The analysts suggest that if Google were to combine its TPU business with its DeepMind research arm into a spinoff, it could unlock extraordinary value. As they explained: “Should this business ever be spun-off, investors would be getting a leading AI accelerator supplier and frontier AI lab in one, making it arguably one of Alphabet’s most valuable businesses.”

Earlier this year, the team had valued such a venture at $717 billion but has since raised the estimate to $900 billion.

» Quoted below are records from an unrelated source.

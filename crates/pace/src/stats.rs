//! Descriptive statistics over `f64` slices, with `None` for empty input.
//!
//! Thin wrappers over `statrs`, which returns NaN for an empty sample.

use statrs::statistics::{Data, OrderStatistics, Statistics};

pub fn mean(values: &[f64]) -> Option<f64> {
    (!values.is_empty()).then(|| values.mean())
}

pub fn median(values: &[f64]) -> Option<f64> {
    (!values.is_empty()).then(|| Data::new(values.to_vec()).median())
}

/// Standard deviation with divisor n.
pub fn population_stdev(values: &[f64]) -> Option<f64> {
    (!values.is_empty()).then(|| values.population_std_dev())
}

/// Standard deviation with divisor n - 1.
pub fn sample_stdev(values: &[f64]) -> Option<f64> {
    (values.len() >= 2).then(|| values.std_dev())
}

/// Median of absolute values, the robust residual scale used by the IRLS fit.
pub fn median_abs(values: &[f64]) -> Option<f64> {
    let abs: Vec<f64> = values.iter().map(|v| v.abs()).collect();
    median(&abs)
}
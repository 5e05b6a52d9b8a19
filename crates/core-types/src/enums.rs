use serde::{Deserialize, Serialize};
use std::fmt;
use std::str::FromStr;

use crate::error::CoreError;

/// The racing series a session belongs to.
#[derive(Debug, Clone, Copy, PartialEq, Eq, PartialOrd, Ord, Hash, Serialize, Deserialize)]
#[serde(rename_all = "snake_case")]
pub enum Series {
    Formula1,
    NascarCup,
    NascarXfinity,
    NascarTruck,
}

impl Series {
    pub const ALL: [Series; 4] = [
        Series::Formula1,
        Series::NascarCup,
        Series::NascarXfinity,
        Series::NascarTruck,
    ];

    pub fn as_str(&self) -> &'static str {
        match self {
            Series::Formula1 => "formula1",
            Series::NascarCup => "nascar_cup",
            Series::NascarXfinity => "nascar_xfinity",
            Series::NascarTruck => "nascar_truck",
        }
    }
}

impl fmt::Display for Series {
    fn fmt(&self, f: &mut fmt::Formatter<'_>) -> fmt::Result {
        f.write_str(self.as_str())
    }
}

impl FromStr for Series {
    type Err = CoreError;

    fn from_str(s: &str) -> Result<Self, Self::Err> {
        match s.trim().to_lowercase().as_str() {
            "formula1" | "f1" => Ok(Series::Formula1),
            "nascar_cup" | "cup" => Ok(Series::NascarCup),
            "nascar_xfinity" | "xfinity" => Ok(Series::NascarXfinity),
            "nascar_truck" | "truck" => Ok(Series::NascarTruck),
            other => Err(CoreError::InvalidInput(
                "series".to_string(),
                format!("unknown series '{}'", other),
            )),
        }
    }
}

/// Flag state the lap was run under.
#[derive(Debug, Clone, Copy, PartialEq, Eq, Serialize, Deserialize)]
#[serde(rename_all = "lowercase")]
pub enum TrackStatus {
    Green,
    Yellow,
    Red,
    Vsc,
}

impl TrackStatus {
    /// Returns true for any neutralized state (caution, red flag, virtual safety car).
    pub fn is_neutralized(&self) -> bool {
        !matches!(self, TrackStatus::Green)
    }
}

/// Circuit family used to group leverage by kind of track.
#[derive(Debug, Clone, Copy, PartialEq, Eq, PartialOrd, Ord, Hash, Serialize, Deserialize)]
#[serde(rename_all = "snake_case")]
pub enum TrackType {
    RoadCourse,
    StreetCourse,
    Intermediate,
    ShortTrack,
    Superspeedway,
    DirtTrack,
}

impl fmt::Display for TrackType {
    fn fmt(&self, f: &mut fmt::Formatter<'_>) -> fmt::Result {
        let name = match self {
            TrackType::RoadCourse => "road course",
            TrackType::StreetCourse => "street course",
            TrackType::Intermediate => "intermediate",
            TrackType::ShortTrack => "short track",
            TrackType::Superspeedway => "superspeedway",
            TrackType::DirtTrack => "dirt track",
        };
        f.write_str(name)
    }
}

/// Explicit marker for a classified driver who never completed a lap.
#[derive(Debug, Clone, Copy, PartialEq, Eq, Serialize, Deserialize)]
#[serde(rename_all = "snake_case")]
pub enum Retirement {
    DidNotStart,
    DidNotFinish,
}

/// Which side of the race a standings table describes.
#[derive(Debug, Clone, Copy, PartialEq, Eq, Serialize, Deserialize)]
#[serde(rename_all = "snake_case")]
pub enum StandingsSide {
    PreRace,
    PostRace,
}

impl fmt::Display for StandingsSide {
    fn fmt(&self, f: &mut fmt::Formatter<'_>) -> fmt::Result {
        match self {
            StandingsSide::PreRace => write!(f, "pre-race"),
            StandingsSide::PostRace => write!(f, "post-race"),
        }
    }
}
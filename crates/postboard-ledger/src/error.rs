use postboard_types::PostId;

/// Errors produced by ledger operations.
#[derive(Debug, Clone, PartialEq, Eq, thiserror::Error)]
pub enum LedgerError {
    #[error("post not found: {0}")]
    NotFound(PostId),

    #[error("ledger capacity exhausted ({capacity} posts)")]
    CapacityExhausted { capacity: usize },

    #[error("post identifier space exhausted")]
    IdSpaceExhausted,

    #[error("integrity violation at post {id}: {reason}")]
    IntegrityViolation { id: PostId, reason: String },
}

/// Convenience alias for ledger results.
pub type LedgerResult<T> = Result<T, LedgerError>;
use postboard_types::{hashtag, sort_newest_first, MediaRef, Post, PostId, Timestamp};
use tracing::debug;

use crate::config::LedgerConfig;
use crate::error::{LedgerError, LedgerResult};

/// The append-only ledger of posts.
///
/// Posts are kept in creation order, which is also ascending id order.
/// Nothing is ever removed or modified once appended.
#[derive(Debug)]
pub struct PostLedger {
    posts: Vec<Post>,
    next_id: PostId,
    config: LedgerConfig,
}

impl PostLedger {
    /// An empty ledger with its counter at [`PostId::ORIGIN`].
    pub fn new(config: LedgerConfig) -> Self {
        Self {
            posts: Vec::new(),
            next_id: PostId::ORIGIN,
            config,
        }
    }

    pub fn len(&self) -> usize {
        self.posts.len()
    }

    pub fn is_empty(&self) -> bool {
        self.posts.is_empty()
    }

    /// The identifier the next successful append will receive.
    pub fn next_id(&self) -> PostId {
        self.next_id
    }

    /// Append a post and return its identifier.
    ///
    /// `timestamp` is the server-observed creation time; if it is earlier
    /// than the newest recorded post it is raised to match, so timestamps
    /// never decrease. On error the ledger is left unchanged and no
    /// identifier is consumed.
    pub fn append(
        &mut self,
        content: String,
        hashtags: Vec<String>,
        media: Option<MediaRef>,
        timestamp: Timestamp,
    ) -> LedgerResult<PostId> {
        if let Some(capacity) = self.config.max_posts {
            if self.posts.len() >= capacity {
                return Err(LedgerError::CapacityExhausted { capacity });
            }
        }
        let id = self.next_id;
        let following = id.next().ok_or(LedgerError::IdSpaceExhausted)?;

        let timestamp = match self.posts.last() {
            Some(last) => timestamp.max(last.timestamp),
            None => timestamp,
        };

        self.posts.push(Post {
            id,
            content,
            hashtags,
            media,
            timestamp,
        });
        self.next_id = following;
        debug!(%id, ts = timestamp.as_nanos(), "post appended");
        Ok(id)
    }

    /// Look up a post by identifier.
    pub fn get(&self, id: PostId) -> LedgerResult<&Post> {
        self.posts
            .binary_search_by_key(&id, |p| p.id)
            .map(|index| &self.posts[index])
            .map_err(|_| LedgerError::NotFound(id))
    }

    /// All posts, newest first (ties broken by higher id first).
    pub fn list_all(&self) -> Vec<Post> {
        let mut posts = self.posts.clone();
        sort_newest_first(&mut posts);
        posts
    }

    /// Posts for the given identifiers, newest first. Unknown ids are skipped.
    pub fn collect(&self, ids: &[PostId]) -> Vec<Post> {
        let mut posts: Vec<Post> = ids
            .iter()
            .filter_map(|id| self.get(*id).ok())
            .cloned()
            .collect();
        sort_newest_first(&mut posts);
        posts
    }

    /// Posts in creation order.
    pub fn iter(&self) -> impl Iterator<Item = &Post> {
        self.posts.iter()
    }

    /// Re-check every ledger invariant: strictly increasing ids starting at
    /// the origin, non-decreasing timestamps, and hashtags that match what
    /// the content yields.
    pub fn verify(&self) -> LedgerResult<()> {
        let mut previous: Option<&Post> = None;
        for post in &self.posts {
            match previous {
                None if post.id < PostId::ORIGIN => {
                    return Err(violation(post, "identifier below origin"));
                }
                Some(prev) if post.id <= prev.id => {
                    return Err(violation(post, "identifier not strictly increasing"));
                }
                Some(prev) if post.timestamp < prev.timestamp => {
                    return Err(violation(post, "timestamp decreased"));
                }
                _ => {}
            }
            if post.hashtags != hashtag::extract_and_dedupe(&post.content) {
                return Err(violation(post, "hashtags diverge from content"));
            }
            if post.id >= self.next_id {
                return Err(violation(post, "identifier at or beyond counter"));
            }
            previous = Some(post);
        }
        Ok(())
    }
}

impl Default for PostLedger {
    fn default() -> Self {
        Self::new(LedgerConfig::default())
    }
}

fn violation(post: &Post, reason: &str) -> LedgerError {
    LedgerError::IntegrityViolation {
        id: post.id,
        reason: reason.into(),
    }
}
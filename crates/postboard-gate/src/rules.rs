use crate::error::{ValidationError, ValidationResult};
use crate::rule::{PostCandidate, ValidationRule};

/// A post needs text or media.
pub struct NonEmptyRule;

impl ValidationRule for NonEmptyRule {
    fn name(&self) -> &str {
        "non-empty"
    }

    fn evaluate(&self, candidate: &PostCandidate<'_>) -> ValidationResult<()> {
        if candidate.trimmed().is_empty() && candidate.media.is_none() {
            return Err(ValidationError::EmptyPost);
        }
        Ok(())
    }
}

/// Trimmed text must fit within `max_chars` Unicode scalar values.
pub struct ContentLengthRule {
    pub max_chars: usize,
}

impl ValidationRule for ContentLengthRule {
    fn name(&self) -> &str {
        "content-length"
    }

    fn evaluate(&self, candidate: &PostCandidate<'_>) -> ValidationResult<()> {
        let length = candidate.trimmed().chars().count();
        if length > self.max_chars {
            return Err(ValidationError::ContentTooLong {
                length,
                max: self.max_chars,
            });
        }
        Ok(())
    }
}

/// Declared media size must not exceed `max_bytes`.
pub struct MediaSizeRule {
    pub max_bytes: u64,
}

impl ValidationRule for MediaSizeRule {
    fn name(&self) -> &str {
        "media-size"
    }

    fn evaluate(&self, candidate: &PostCandidate<'_>) -> ValidationResult<()> {
        match candidate.media {
            Some(media) if media.size > self.max_bytes => Err(ValidationError::MediaTooLarge {
                size: media.size,
                max: self.max_bytes,
            }),
            _ => Ok(()),
        }
    }
}

/// Declared media must be an image or a video.
pub struct MediaKindRule;

impl ValidationRule for MediaKindRule {
    fn name(&self) -> &str {
        "media-kind"
    }

    fn evaluate(&self, candidate: &PostCandidate<'_>) -> ValidationResult<()> {
        match candidate.media {
            Some(media) if !media.kind.is_supported() => {
                Err(ValidationError::UnsupportedMediaType {
                    content_type: media.content_type.clone(),
                    kind: media.kind,
                })
            }
            _ => Ok(()),
        }
    }
}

Google’s sixth-generation Trillium TPUs, released in December, are already in strong demand. Analysts expect interest to “dramatically increase” with the upcoming seventh-generation Ironwood TPUs, designed for large-scale AI inference. Capable of scaling up to 42.5 exaflops and offering more efficient memory capacity, these chips are also “significantly more cost-efficient,” making them attractive to frontier labs.

Startups like Anthropic are exploring wider TPU adoption, with hiring moves suggesting a shift away from Amazon’s Trainium hardware. Meanwhile, Elon Musk’s xAI is reportedly interested in TPUs due to improved JAX-TPU tooling, which makes it easier for outside developers to run advanced AI programs on Google’s chips.

Currently, Google partners exclusively with Broadcom for TPU production, but reports indicate it may also bring in MediaTek, taking advantage of its ties to TSMC and lower production costs.

Developer engagement is growing as well, Google Cloud saw a 96% surge in TPU-related activity between February and August, according to D.A. Davidson’s dataset.

Despite the excitement, analysts remain cautious. While a major breakup of Alphabet could unlock massive shareholder value, they see it as unlikely in the near term. For now, they maintain a neutral stance on Alphabet’s stock, with a revised price target of $190, absent “the consideration of a breakup.”